“The amphibians are like canaries in a coal mine and they are in trouble first. …The fact of the matter is: we have only one coal mine for planet earth. The coal mine is in trouble right now. And the amphibians are telling us it’s a warning!”
– Andrew Blaustein, Ph.D., Oregon State University Zoologist
August 26, 2005 Corvallis, Oregon – What is killing amphibians around the world? The die-off in many species began in the 1980s and has not stopped. There have been waves of extensive amphibian die-offs in Australia, Central and South America and spreading into North America. Zoologists and other scientists have been forced to look urgently for the cause. One of the culprits is a fungus called Chytrid (KIT-trid) which attacks amphibians in such a way that they can’t eat. Its formal name is Batrachochytrium dendrobatidis, which was first discovered on dead and dying frogs in Queensland, Australia in 1993. Australia’s Commonwealth Scientific and Industrial Research Organization (CSIRO) reports, “This is the first time a chytrid fungus has been found to parasitize vertebrates.”

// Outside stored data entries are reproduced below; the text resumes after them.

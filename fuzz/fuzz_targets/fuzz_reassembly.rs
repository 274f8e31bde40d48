//! Fuzz target: `Reassembler::push`
//!
//! Splits the input into fragments (first byte of each run is its length)
//! and feeds them to a small reassembler. A completed command must always
//! fit below capacity, and the buffer must never fill.
//!
//! cargo fuzz run fuzz_reassembly

#![no_main]

use gatelink::transport::reassembly::{FragmentOutcome, Reassembler};
use libfuzzer_sys::fuzz_target;

const CAPACITY: usize = 256;

fuzz_target!(|data: &[u8]| {
    let mut reasm = Reassembler::new(CAPACITY, 5_000);
    let mut rest = data;
    let mut now = 0u64;

    while let Some((&len, tail)) = rest.split_first() {
        let take = usize::from(len).min(tail.len());
        let (fragment, next) = tail.split_at(take);
        rest = next;
        // Occasionally jump past the idle timeout.
        now += u64::from(len) * 40;

        if let FragmentOutcome::Complete(cmd) = reasm.push(fragment, now).outcome {
            assert!(!cmd.is_empty(), "empty command dispatched");
            assert!(cmd.len() < CAPACITY, "command exceeds buffer");
            assert_eq!(cmd.as_nul_terminated().last(), Some(&0));
        }
        assert!(reasm.len() < reasm.capacity());
    }

    assert!(reasm.discard() < CAPACITY);
    assert!(reasm.is_empty());
});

One prominent amphibian researcher is Prof. Andrew Blaustein, Zoologist and Director of the Environmental Sciences Graduate Program at Oregon State University in Corvallis. He explained to me how the fungus attacks.
Andrew Blaustein, Ph.D., Prof. of Zoology and Director, Environmental Sciences Graduate Program, Oregon State University, Corvallis, Oregon: “The disease we’re talking about in this particular case is a fungus. It’s one we don’t know that much about. It seems to be going from amphibian to amphibian. It seems to be triggered by some events that we’re not exactly clear about. Many of these events might be global climate change or it might have mutated. We’re not exactly sure. It does not seem to be an evolving type of disease, but there do seem to have been some changes to make it more virulent. It’s just a very bad deal.

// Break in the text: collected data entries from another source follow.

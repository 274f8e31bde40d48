//! `GatewayTransport`, the shared transport instance.
//!
//! One instance lives for the whole firmware run, shared through an `Arc`
//! by the BLE callback context and the worker, streamer and monitor tasks.
//!
//! It owns four independent locks, never nested in one another:
//!
//! | Lock              | Guards                          | On timeout         |
//! |-------------------|---------------------------------|--------------------|
//! | metrics           | [`LinkMetrics`] counters        | update skipped     |
//! | negotiation       | [`LinkState`], retries, epoch   | check skipped      |
//! | outbound          | scratch buffer, chunk stream    | peer sees "busy"   |
//! | streaming         | telemetry streaming flag        | treated as off     |
//!
//! The reassembly buffer has its own mutex too, but only the link callback
//! context touches it, so it is never contended.
//!
//! Connect and disconnect are split in two. The `on_link_*` halves run in
//! the link callback, in order with the writes, and only reset state. The
//! `on_connect`/`on_disconnect` halves run on the main loop.

use core::time::Duration;
use std::sync::Arc;
use std::sync::atomic::{AtomicBool, Ordering};

use log::{debug, info, warn};
use parking_lot::{Mutex, RwLock};
use serde::Serialize;

use super::dispatch::{CommandQueue, FaultQueue, InboundFault};
use super::engine::{CancelToken, TransmissionEngine};
use super::metrics::{LinkMetrics, MetricsHub};
use super::negotiation::{LinkState, Negotiator, PollVerdict, Resolution};
use super::priority::{PriorityFlag, PriorityQuery};
use super::protocol::{ACK_MARKER, ProgressKind, StatusDoc};
use super::reassembly::{FragmentOutcome, Reassembler};
use super::stream::StreamControl;
use crate::config::TransportConfig;
use crate::error::{Error, SendError};
use crate::ports::{Clock, CommandHandler, HeapPort, LinkPort};

pub struct GatewayTransport {
    cfg: TransportConfig,
    link: Arc<dyn LinkPort>,
    clock: Arc<dyn Clock>,
    heap: Arc<dyn HeapPort>,
    metrics: Arc<MetricsHub>,
    negotiator: Arc<Negotiator>,
    engine: TransmissionEngine,
    reassembly: Mutex<Reassembler>,
    queue: CommandQueue,
    faults: FaultQueue,
    priority: PriorityFlag,
    streaming: StreamControl,
    handler: RwLock<Option<Arc<dyn CommandHandler>>>,
    shutdown: AtomicBool,
}

impl GatewayTransport {
    pub fn new(
        cfg: TransportConfig,
        link: Arc<dyn LinkPort>,
        clock: Arc<dyn Clock>,
        heap: Arc<dyn HeapPort>,
    ) -> Result<Self, Error> {
        cfg.validate()?;

        let metrics = Arc::new(MetricsHub::new(Duration::from_millis(u64::from(
            cfg.metrics_lock_timeout_ms,
        ))));
        let negotiator = Arc::new(Negotiator::new(&cfg));
        let engine = TransmissionEngine::new(
            &cfg,
            Arc::clone(&link),
            Arc::clone(&clock),
            Arc::clone(&heap),
            Arc::clone(&negotiator),
            Arc::clone(&metrics),
        );
        let reassembly = Reassembler::new(
            cfg.reassembly_capacity as usize,
            u64::from(cfg.reassembly_idle_timeout_ms),
        );
        let streaming = StreamControl::new(Duration::from_millis(u64::from(
            cfg.streaming_lock_timeout_ms,
        )));

        Ok(Self {
            cfg,
            link,
            clock,
            heap,
            metrics,
            negotiator,
            engine,
            reassembly: Mutex::new(reassembly),
            queue: CommandQueue::new(),
            faults: FaultQueue::new(),
            priority: PriorityFlag::new(),
            streaming,
            handler: RwLock::new(None),
            shutdown: AtomicBool::new(false),
        })
    }

    // ── Inbound ──────────────────────────────────────────────

    /// Feed one GATT write on the command characteristic.
    ///
    /// Called serially from the link callback context. Never waits on the
    /// outbound lock: failures are left for the worker to report.
    pub fn on_fragment(&self, fragment: &[u8]) {
        let now = self.clock.now_ms();
        self.metrics.update(|m| {
            m.fragments_received += 1;
            m.bytes_received = m.bytes_received.saturating_add(fragment.len() as u32);
        });

        let report = self.reassembly.lock().push(fragment, now);
        if report.stale_cleared {
            self.metrics.update(|m| m.stale_clears += 1);
        }

        match report.outcome {
            FragmentOutcome::Started
            | FragmentOutcome::Buffered
            | FragmentOutcome::EmptyCommand
            | FragmentOutcome::Dropped => {}
            FragmentOutcome::Cancelled => {
                info!("LINK: cancel requested by peer");
                self.engine.cancel_token().cancel();
                if let Err(e) = self.engine.notify_marker(ACK_MARKER) {
                    warn!("LINK: cancel ACK not sent: {}", e);
                }
            }
            FragmentOutcome::Overflow(_) => {
                self.metrics.update(|m| m.framing_errors += 1);
                self.faults.report(InboundFault::Overflow, &self.metrics);
            }
            FragmentOutcome::AllocFailed { .. } => {
                self.faults.report(InboundFault::NoMemory, &self.metrics);
            }
            FragmentOutcome::Complete(cmd) => {
                // Full queue: already counted and logged by the dispatcher.
                let _ = self.queue.dispatch(cmd, &self.metrics);
            }
        }
    }

    // ── Connection lifecycle ─────────────────────────────────

    /// Link callback half of a connect: clears per-connection state before
    /// the peer's first write can land. Never blocks.
    pub fn on_link_up(&self) {
        self.metrics.reset();
        // Reports owed to the previous peer.
        while self.faults.take().is_some() {}
        let dirty = self.reassembly.lock().discard();
        if dirty > 0 {
            debug!("LINK: {} stale bytes dropped on connect", dirty);
        }
    }

    /// Main-loop half of a connect: starts MTU negotiation and waits for
    /// the link to settle. Writes that arrived since [`Self::on_link_up`]
    /// are kept.
    pub fn on_connect(&self) {
        info!("LINK: peer connected (MTU {})", self.link.mtu());
        self.negotiator
            .restart(self.clock.now_ms(), self.link.as_ref(), &self.metrics);

        self.clock
            .sleep(Duration::from_millis(u64::from(self.cfg.connect_settle_ms)));
        self.monitor_tick();

        let mtu = self.link.mtu();
        info!(
            "LINK: MTU {} -> chunk {} bytes, negotiation {}",
            mtu,
            self.negotiator.chunk_size(mtu),
            self.link_state().map_or("busy", |s| s.name())
        );
    }

    /// Link callback half of a disconnect: drops any unfinished command.
    pub fn on_link_down(&self) {
        let dirty = self.reassembly.lock().discard();
        if dirty > 0 {
            warn!("LINK: peer disconnected with {} bytes of unfinished command", dirty);
        }
    }

    /// Main-loop half of a disconnect.
    pub fn on_disconnect(&self) {
        info!("LINK: peer disconnected");
        self.disable_streaming();
        self.negotiator.stop();
        self.link.restart_advertising();
    }

    /// Send the error reports owed for inbound failures. Runs on the
    /// worker. Returns how many went out.
    pub fn flush_faults(&self) -> usize {
        let mut sent = 0;
        while let Some(fault) = self.faults.take() {
            self.report_failure(fault.message(), fault.peer_type());
            sent += 1;
        }
        sent
    }

    /// One negotiation check; resolves an expired attempt in place.
    pub fn monitor_tick(&self) -> Option<Resolution> {
        let verdict = self
            .negotiator
            .poll(self.clock.now_ms(), self.link.mtu(), &self.metrics);
        match verdict {
            PollVerdict::Expired(expired) => Some(self.negotiator.resolve(
                expired,
                self.link.as_ref(),
                self.clock.as_ref(),
                &self.metrics,
            )),
            PollVerdict::Skipped
            | PollVerdict::Settled
            | PollVerdict::Pending
            | PollVerdict::Completed { .. } => None,
        }
    }

    // ── Outbound API for command handlers ────────────────────

    /// Stream a command result. Large results report
    /// `config_download_progress` while they go out.
    pub fn send_response<T: Serialize + ?Sized>(&self, doc: &T) -> Result<(), SendError> {
        self.engine.send(doc, Some(ProgressKind::ConfigDownload))
    }

    /// Stream a telemetry document (no progress reporting).
    pub fn send_telemetry<T: Serialize + ?Sized>(&self, doc: &T) -> Result<(), SendError> {
        self.engine.send(doc, None)
    }

    pub fn send_ok(&self, kind: &str) -> Result<(), SendError> {
        self.engine.send(&StatusDoc::ok(kind), None)
    }

    pub fn send_error(&self, message: &str, kind: &str) -> Result<(), SendError> {
        self.engine.send(&StatusDoc::error(message, kind), None)
    }

    /// Standalone progress document for OTA and config collaborators.
    pub fn report_progress(&self, kind: ProgressKind, done: usize, total: usize) -> Result<(), SendError> {
        self.engine.report_progress(kind, done, total)
    }

    // ── Control ──────────────────────────────────────────────

    pub fn register_handler(&self, handler: Arc<dyn CommandHandler>) {
        *self.handler.write() = Some(handler);
    }

    pub fn handler(&self) -> Option<Arc<dyn CommandHandler>> {
        self.handler.read().clone()
    }

    pub fn priority_query(&self) -> PriorityQuery {
        self.priority.query()
    }

    pub fn is_high_priority(&self) -> bool {
        self.priority.is_raised()
    }

    pub fn cancel_token(&self) -> CancelToken {
        self.engine.cancel_token()
    }

    pub fn enable_streaming(&self) -> bool {
        self.streaming.enable()
    }

    pub fn disable_streaming(&self) -> bool {
        self.streaming.disable()
    }

    pub fn is_streaming(&self) -> bool {
        self.streaming.is_active()
    }

    pub fn metrics(&self) -> Option<LinkMetrics> {
        self.metrics.snapshot()
    }

    pub fn link_state(&self) -> Option<LinkState> {
        self.negotiator.state()
    }

    /// Notification payload size the next transmission will use.
    pub fn chunk_size(&self) -> usize {
        self.negotiator.chunk_size(self.link.mtu())
    }

    pub fn queue_len(&self) -> usize {
        self.queue.len()
    }

    pub fn in_flight(&self) -> usize {
        self.engine.in_flight()
    }

    pub fn free_heap(&self) -> usize {
        self.heap.free_bytes()
    }

    pub fn min_free_heap(&self) -> usize {
        self.heap.min_free_bytes()
    }

    pub fn uptime_ms(&self) -> u64 {
        self.clock.now_ms()
    }

    /// Stop the tasks and wait up to `timeout` for transmissions to drain.
    pub fn shutdown(&self, timeout: Duration) -> bool {
        info!("LINK: shutting down");
        self.shutdown.store(true, Ordering::Release);
        self.disable_streaming();
        self.engine.drain(timeout)
    }

    pub fn is_shutting_down(&self) -> bool {
        self.shutdown.load(Ordering::Acquire)
    }

    // ── Crate-internal accessors for the task loops ──────────

    pub(crate) fn config(&self) -> &TransportConfig {
        &self.cfg
    }

    pub(crate) fn clock(&self) -> &dyn Clock {
        self.clock.as_ref()
    }

    pub(crate) fn queue(&self) -> &CommandQueue {
        &self.queue
    }

    pub(crate) fn priority(&self) -> &PriorityFlag {
        &self.priority
    }

    pub(crate) fn metrics_hub(&self) -> &MetricsHub {
        &self.metrics
    }

    fn report_failure(&self, message: &str, kind: &str) {
        if let Err(e) = self.send_error(message, kind) {
            warn!("LINK: error report not delivered: {}", e);
        }
    }
}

Ways Chytrid fungus attacks amphibians
There are a couple of ways by which this fungus kills an amphibian. One way is that it actually makes the hard parts of the amphibian like the tooth structures or other hard parts, it corrodes them, eats them away.
Another way it kills is it produces a toxic substance that kills the amphibians outright. We’ve seen that in tadpoles and even after they have metamorphosed into adult form. So, that’s what is going on. It seems to be spreading. There is no way we know how to stop the spread. We don’t know exactly where it came from. It might have been around for a long time and some environmental change triggered it, as have other diseases have been triggered by environmental change recently.
WHAT ARE THE SYMPTOMS IN THE ADULT AMPHIBIANS?
In the adults, it seems that their mouth parts disintegrate and they can’t eat properly. Or they get some physiological imbalance.
DOES THAT DISINTEGRATION IMPLY THIS MIGHT BE SOME KIND OF CHEMISTRY CORRODING THE HARD PARTS?
We don’t know what the mechanism is, but we definitely know that there are some toxic substance produced by the Chytrid fungus. We don’t know how the toxic substance works and we don’t even know what it is. But that’s what we’re looking at right now.
Extinctions of amphibian species
WHAT KIND OF NUMBERS ARE WE TALKING ABOUT IN THESE DIE-OFFS IN THE SOUTHERN AND NORTHERN HEMISPHERES?
We’re looking at some pretty amazing die-offs. In Australia, they’ve had whole populations and whole species disappear in the last 20 years. The same thing we’re talking about hundreds if not thousands of individuals in Central and South America. In some places in the Colorado Rockies, the Chytrid fungus is found. It is found in the northeastern United States. They seem to be found in California. In California, there is something called the Mountain Yellow-Legged Frog. Its population has been decimated and the fungus is found on them.
The problem is that sometimes the fungus might come in after the animals are compromised by something else. For example, increase in ultraviolet radiation (from the sun). Or pollution contaminants. Or even another disease.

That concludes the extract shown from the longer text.